Broken Chapter 7

161 4 0
                                    

By the third day, Lourdes began to notice the pain. It started out like a deep itch, and for a second, as if to remind her of what happened, it would go raw and sharp. She had a vague memory of the bandage on her side being wider; by now it was a narrow white strip covering just the surgery scar. The stitches weren't out yet, but it felt sometimes like they were being ripped out, one by one, every so often during the day.

"Shit me," Lourdes swore. This particular time it hit her during her afternoon walk, except they weren't walking. Andres had gotten them an electric car and was driving them across the main hospital compound to one of the pavilions by the beach.

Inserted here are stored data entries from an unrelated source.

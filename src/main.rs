use std::path::Path;
use std::sync::Arc;
use std::time::Duration;

use kube::Client;
use kube_leader_election::{LeaseLock, LeaseLockParams};
use tokio::signal;
use tokio::task::JoinHandle;
use tracing::{error, info, warn};

use kok_operator::config::LEASE_NAME;
use kok_operator::controller::Registry;
use kok_operator::health::{HealthState, run_health_server};
use kok_operator::{
    Context, OperatorConfig, WEBHOOK_CERT_PATH, WEBHOOK_KEY_PATH, default_registry,
    run_all_controllers, run_webhook_server,
};

const LEASE_TTL: Duration = Duration::from_secs(15);
const LEASE_RENEW_INTERVAL: Duration = Duration::from_secs(5);
/// Time given to running passes after the probes turn unready
const SHUTDOWN_GRACE: Duration = Duration::from_secs(5);

#[tokio::main]
async fn main() -> Result<(), Box<dyn std::error::Error>> {
    if rustls::crypto::aws_lc_rs::default_provider()
        .install_default()
        .is_err()
        && rustls::crypto::CryptoProvider::get_default().is_none()
    {
        return Err("no rustls crypto provider could be installed".into());
    }
    init_tracing()?;

    let config = OperatorConfig::from_env()?;
    let registry = Arc::new(default_registry());
    info!(
        versions = ?registry.versions().collect::<Vec<_>>(),
        watch_namespace = config.watch_namespace.as_deref().unwrap_or("cluster-wide"),
        requeue_delay = ?config.requeue_delay,
        "Starting kok-operator"
    );

    let client = Client::try_default().await?;
    let health_state = Arc::new(HealthState::new());

    // Probes and admission answer on every replica, leader or not
    let health_handle = {
        let state = health_state.clone();
        tokio::spawn(async move {
            if let Err(e) = run_health_server(state).await {
                error!(error = %e, "Health server stopped");
            }
        })
    };
    let webhook_handle = spawn_webhook_server(registry.clone());

    let lease = LeaseLockParams {
        holder_id: holder_identity(&config),
        lease_name: LEASE_NAME.to_string(),
        lease_ttl: LEASE_TTL,
    };
    info!(
        holder = %lease.holder_id,
        namespace = %config.pod_namespace,
        lease = LEASE_NAME,
        "Joining leader election"
    );
    let lock = LeaseLock::new(client.clone(), &config.pod_namespace, lease);
    acquire_leadership(&lock).await;
    let renewal_handle = tokio::spawn(keep_leadership(lock));

    let controller_handle = {
        let ctx = Arc::new(Context::new(
            client.clone(),
            registry,
            config.retry_policy(),
            Some(health_state.clone()),
        ));
        let watch_namespace = config.watch_namespace.clone();
        tokio::spawn(async move {
            run_all_controllers(client, ctx, watch_namespace.as_deref()).await;
        })
    };

    let webhook_done = async {
        match webhook_handle {
            Some(handle) => report_exit("webhook server", handle.await),
            None => std::future::pending::<()>().await,
        }
    };

    tokio::select! {
        result = controller_handle => report_exit("controllers", result),
        result = health_handle => report_exit("health server", result),
        result = renewal_handle => report_exit("lease renewal", result),
        _ = webhook_done => {}
        _ = shutdown_signal() => {
            info!(grace = ?SHUTDOWN_GRACE, "Shutdown requested, draining");
            health_state.set_ready(false).await;
            tokio::time::sleep(SHUTDOWN_GRACE).await;
        }
    }

    info!("Operator stopped");
    Ok(())
}

fn init_tracing() -> Result<(), Box<dyn std::error::Error>> {
    let filter = tracing_subscriber::EnvFilter::from_default_env()
        .add_directive("kok_operator=info".parse()?)
        .add_directive("kube=info".parse()?)
        .add_directive("kube_leader_election=info".parse()?);
    tracing_subscriber::fmt().with_env_filter(filter).init();
    Ok(())
}

/// `POD_NAME`, falling back to the hostname
fn holder_identity(config: &OperatorConfig) -> String {
    config.pod_name.clone().unwrap_or_else(|| {
        warn!("POD_NAME not set, using hostname as lease holder");
        hostname::get()
            .map(|h| h.to_string_lossy().to_string())
            .unwrap_or_else(|_| "unknown".to_string())
    })
}

/// Start the admission server when both TLS files are mounted
fn spawn_webhook_server(registry: Arc<Registry>) -> Option<JoinHandle<()>> {
    if !(Path::new(WEBHOOK_CERT_PATH).exists() && Path::new(WEBHOOK_KEY_PATH).exists()) {
        info!(
            cert = WEBHOOK_CERT_PATH,
            key = WEBHOOK_KEY_PATH,
            "No webhook certificate mounted, admission disabled"
        );
        return None;
    }
    Some(tokio::spawn(async move {
        if let Err(e) = run_webhook_server(registry, WEBHOOK_CERT_PATH, WEBHOOK_KEY_PATH).await {
            error!(error = %e, "Webhook server stopped");
        }
    }))
}

/// Block until this replica holds the lease
async fn acquire_leadership(lock: &LeaseLock) {
    loop {
        match lock.try_acquire_or_renew().await {
            Ok(result) if result.acquired_lease => {
                info!("Acquired leadership");
                return;
            }
            Ok(_) => info!("Lease held by another replica"),
            Err(e) => warn!(error = %e, "Lease acquisition failed"),
        }
        tokio::time::sleep(LEASE_RENEW_INTERVAL).await;
    }
}

/// Renew the lease forever; a lost lease ends the process so the pod
/// restarts and rejoins the election
async fn keep_leadership(lock: LeaseLock) {
    loop {
        tokio::time::sleep(LEASE_RENEW_INTERVAL).await;
        match lock.try_acquire_or_renew().await {
            Ok(result) if result.acquired_lease => {}
            Ok(_) => {
                error!("Leadership lost, exiting");
                std::process::exit(1);
            }
            Err(e) => {
                error!(error = %e, "Lease renewal failed, exiting");
                std::process::exit(1);
            }
        }
    }
}

fn report_exit(task: &str, result: Result<(), tokio::task::JoinError>) {
    match result {
        Ok(()) => warn!(task, "Task exited"),
        Err(e) => error!(task, error = %e, "Task panicked"),
    }
}

/// SIGINT or SIGTERM
async fn shutdown_signal() {
    let ctrl_c = async {
        if let Err(e) = signal::ctrl_c().await {
            error!(error = %e, "Cannot listen for Ctrl+C");
            std::future::pending::<()>().await;
        }
    };

    #[cfg(unix)]
    let terminate = async {
        match signal::unix::signal(signal::unix::SignalKind::terminate()) {
            Ok(mut sigterm) => {
                sigterm.recv().await;
            }
            Err(e) => {
                error!(error = %e, "Cannot listen for SIGTERM");
                std::future::pending::<()>().await;
            }
        }
    };

    #[cfg(not(unix))]
    let terminate = std::future::pending::<()>();

    tokio::select! {
        _ = ctrl_c => {},
        _ = terminate => {},
    }
}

"They lowered your dosage for the pain," Andres said. "They want you completely off it by the time you go back."

So that was what the extended break in Callemara was for. Lourdes understood enough about what happened to her to know that it wasn't that bad--no major organs hurt, no broken bones during her fall. She had gotten a wound and was stitched up--albeit in an extreme way. She wasn't paralyzed. She wasn't dead.

But she had been taking painkillers since she was brought into the emergency room, throughout her surgery, and now in recovery.

"They think I'll pull a Tomas the 3rd? Come on."

He snickered. "Do you know that for sure? You've never been this heavily medicated before."

A "Tomas the 3rd," unfortunately for his family, now meant someone having one drink too many and making a spectacle of himself. The former mayor, already known for erratic behavior and liking his alcohol, started his night at a birthday party for his seven-year-old daughter, then crashed a wedding reception in the restaurant across the street, then proceeded to climb up a parked van, yelling his plans for cleaning up the city of its trash and his enemies.

Not that he ever got the chance to do all of it; he lost his election the following year. The meltdown was well-documented.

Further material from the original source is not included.